Prosecutors Recommend Prison Time for ‘Ray Donovan’ Producer

Federal prosecutors are recommending that Bryan Zuriff, former executive producer of Showtime’s “Ray Donovan,” receive a sentence of 6 to 12 months in prison for his involvement in an online gambling ring linked to Russian-American organized crime.

Zuriff’s attorneys last week argued for a probationary sentence, noting that he was unaware that his activity had any connection to a Russian-American money laundering operation. He was among dozens arrested in April for their involvement.

In July, Zuriff pled guilty to acceptance of financial instruments for unlawful Internet gambling, and agreed to pay a $500,000 fine as part of the plea deal.

U.S. Attorney Preet Bharara, in a memorandum to U.S. District Judge Jesse Furman, wrote that Zuriff’s high stakes sports book catered to high net worth and celebrity clients, and he used illegal sports gambling websites to open accounts that clients used to place bets.

“It was not uncommon for bets worth tens of thousands of dollars to be placed using these sites,” Bharara wrote. “Zuriff assisted co-conspirators Hillel Nahmad, aka ‘Helly,’ and Illya Trincher’s illegal gambling operation by providing them with accounts at various websites that were operating illegally in the United States.” Bharara provided excerpts from a transcript of a phone call intercepted by wiretap in which Zuriff discuss bets on the Giants-Patriots Superbowl, college basketball and from an unnamed individual who had just gotten out of rehab.

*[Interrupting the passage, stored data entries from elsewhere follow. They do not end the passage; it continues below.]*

impl Reporter {
    pub fn new(
        name: &str,
        config: &JobConfig,
        environment: Environment,
        clock: Arc<dyn Clock>,
        console: Console,
        revision: Option<String>,
    ) -> Self {
        let now = clock.now();
        let report_directory = directory::resolve(config, name, now);
        Self {
            name: name.to_string(),
            phase: Phase::Idle,
            state: RunState::new(now),
            progress: Progress::new(name, config),
            files: OutputFiles::new(&report_directory),
            log: RunLog::new(report_directory.join(REPORT_LOG), name, config.log_level),
            console,
            clock,
            user_name: config.user_name.clone(),
            environment,
            revision,
            report_directory,
            summary: None,
            failure_handled: false,
        }
    }

    pub fn phase(&self) -> Phase {
        self.phase
    }

    pub fn state(&self) -> &RunState {
        &self.state
    }

    pub fn counter(&self) -> u64 {
        self.state.counter
    }

    pub fn progress(&self) -> &Progress {
        &self.progress
    }

    pub fn progress_mut(&mut self) -> &mut Progress {
        &mut self.progress
    }

    pub fn report_directory(&self) -> &Path {
        &self.report_directory
    }

    pub fn open_file_count(&self) -> usize {
        self.files.len()
    }

    pub fn summary(&self) -> Option<&RunSummary> {
        self.summary.as_ref()
    }

    pub fn now(&self) -> Timestamp {
        self.clock.now()
    }

    /// Writes to `report.log`. A failing log write is reported through the
    /// `log` facade rather than aborting the run.
    pub fn log(&mut self, level: Level, text: &str) {
        let now = self.clock.now();
        if let Err(e) = self.log.write(level, text, now) {
            warn!("Could not write {}: {}", self.log.path().display(), e);
        }
    }

    pub fn console(&self, text: &str) {
        self.console.line(text);
    }

    /// Both `report.log` and the console.
    pub fn tee(&mut self, text: &str, level: Level) {
        self.log(level, text);
        self.console(text);
    }

    /// Records a failure in `report.log`: type, message, debug detail and,
    /// when backtraces are enabled, the stack.
    pub fn handle<E: fmt::Display + fmt::Debug>(&mut self, err: &E) {
        error!("{} failed: {}", self.name, err);
        let text = failure_record(err, &Backtrace::capture());
        self.log(Level::Error, &text);
    }

    /// Records a failed unit of work. If the same error then ends the run,
    /// [`Reporter::abort`] does not record it a second time.
    pub fn handle_item_failure<E: fmt::Display + fmt::Debug>(&mut self, err: &E) {
        self.handle(err);
        self.failure_handled = true;
    }

    /// Begins the run: fresh state, report directory, manifest.
    pub fn start(&mut self) -> Result<Timestamp, ReportError> {
        self.expect_phase(Phase::Idle, "start")?;

        let now = self.clock.now();
        self.state = RunState::reset(now);
        let start_time = self.state.start_time(now);

        std::fs::create_dir_all(&self.report_directory)
            .map_err(|e| ReportError::io_error(&self.report_directory, e))?;
        self.console(&format!(
            "Results for {} are in {}",
            self.name,
            self.report_directory.display()
        ));

        if let Some(expected) = self.progress.expected() {
            let text = format!("Processing {} {} items", nice_number(expected), self.name);
            self.tee(&text, Level::Info);
        }
        let text = format!("{} beginning at {}", self.name, display_time(start_time));
        self.tee(&text, Level::Info);

        self.write_readme()?;
        self.phase = Phase::Running;
        debug!("{} started, reporting to {}", self.name, self.report_directory.display());
        Ok(start_time)
    }

    fn write_readme(&mut self) -> Result<(), ReportError> {
        let revision = self.revision.clone().unwrap_or_else(git_commit);
        let text = Manifest {
            run_name: &self.name,
            user_name: self.user_name.as_deref().unwrap_or_default(),
            revision: &revision,
            report_directory: &self.report_directory,
            environment: &self.environment,
        }
        .render();

        let file = self.files.open(&readme_file_name(&self.name))?;
        let mut writer = &file;
        writer
            .write_all(text.as_bytes())
            .and_then(|_| writer.flush())
            .map_err(|e| ReportError::io_error(file.path(), e))
    }

    /// Counts one processed item and gives progress a chance to print.
    /// Only a running run counts; otherwise the counter is left as it is.
    pub fn increment_counter(&mut self) -> u64 {
        if self.phase != Phase::Running {
            warn!(
                "{}: item not counted, the run is {}",
                self.name,
                self.phase.as_str()
            );
            return self.state.counter;
        }
        self.failure_handled = false;
        let counter = self.state.increment();
        let now = self.clock.now();
        if let Some(emission) = self.progress.show(&mut self.state, now) {
            self.console.line(&emission.to_string());
        }
        counter
    }

    pub fn output_file(&mut self, file_name: &str) -> Result<OutputFile, ReportError> {
        self.files.open(file_name)
    }

    /// Ends the run: fixes the finish time, closes report files and prints
    /// the summary.
    pub fn finish(&mut self) -> Result<RunSummary, ReportError> {
        self.expect_phase(Phase::Running, "finish")?;

        let now = self.clock.now();
        let finished_at = self.state.finish_time(now);
        let elapsed = self.state.elapsed_time(now);
        let started_at = self.state.start_time(now);
        let closed = self.files.close();

        self.progress.finish();
        let text = format!("{} finished at {}", self.name, display_time(finished_at));
        self.tee(&text, Level::Info);
        let text = format!(
            "{} {} records processed in {} seconds",
            nice_number(self.state.counter),
            self.name,
            self.progress.nice_float(seconds(elapsed))
        );
        self.tee(&text, Level::Info);
        self.console(&format!(
            "Results for {} are in {}",
            self.name,
            self.report_directory.display()
        ));
        if let Err(e) = self.log.flush() {
            warn!("Could not flush {}: {}", self.log.path().display(), e);
        }
        self.phase = Phase::Finished;
        closed?;

        let summary = RunSummary {
            run_name: self.name.clone(),
            processed: self.state.counter,
            started_at,
            finished_at,
            elapsed,
            report_directory: self.report_directory.clone(),
        };
        self.summary = Some(summary.clone());
        Ok(summary)
    }

    /// Ends a run that failed. The error is recorded unless it is the item
    /// failure just handled, the finish time is fixed and files are flushed
    /// and closed so the partial report stays readable. No summary is
    /// produced.
    pub fn abort<E: fmt::Display + fmt::Debug>(&mut self, err: &E) {
        if !std::mem::take(&mut self.failure_handled) {
            self.handle(err);
        }
        let now = self.clock.now();
        self.state.finish_time(now);
        self.state.elapsed_time(now);

        let text = format!(
            "{} aborted after {} records: {}",
            self.name,
            nice_number(self.state.counter),
            err
        );
        self.log(Level::Error, &text);
        self.console(&text);
        if let Err(e) = self.files.close() {
            warn!("Could not close report files: {}", e);
        }
        if let Err(e) = self.log.flush() {
            warn!("Could not flush {}: {}", self.log.path().display(), e);
        }
        self.phase = Phase::Finished;
    }

    fn expect_phase(&self, expected: Phase, action: &'static str) -> Result<(), ReportError> {
        if self.phase == expected {
            Ok(())
        } else {
            Err(ReportError::Phase {
                action,
                phase: self.phase.as_str(),
            })
        }
    }
}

Bharara wrote that Zuriff’s conduct “was not short-lived, but extended over many ‘years’…And the best that he personally booked, and that he enabled to be booked on the websites to which he provided access, totaled in the many millions of dollars.” He added that “despite Zuriff’s intelligence, upbringing and education, he was still not deterred from entering the illegal world of gambling.”

Zuriff is scheduled to be sentenced on Nov. 25.

Last week, Zuriff’s attorneys, Isabelle Kirshner and Charles Clayman, said that the “interests of justice” do not require that he be sentenced within the sentencing guideline range of 6 to 12 months.

In the attorneys’ letter to the court, they describe how he has been a respected figure in entertainment and devoted father of four who “has had a gambling problem since he was a child.” His sports gambling accelerated, they write, after his grandfather sold his business and he received about $9 million in proceeds from the sale.

“Mr. Zuriff will have to face the rest of his life with the stigma of a felony conviction,” they write. “He has already suffered the humiliation of extensive press coverage surrounding his arrest and plea. His reputation has been ruined. He has a lot of work to do to restore his good name and he is intent on doing so.” But they said that even though he has “a problem,” “prison is not the solution to that problem.”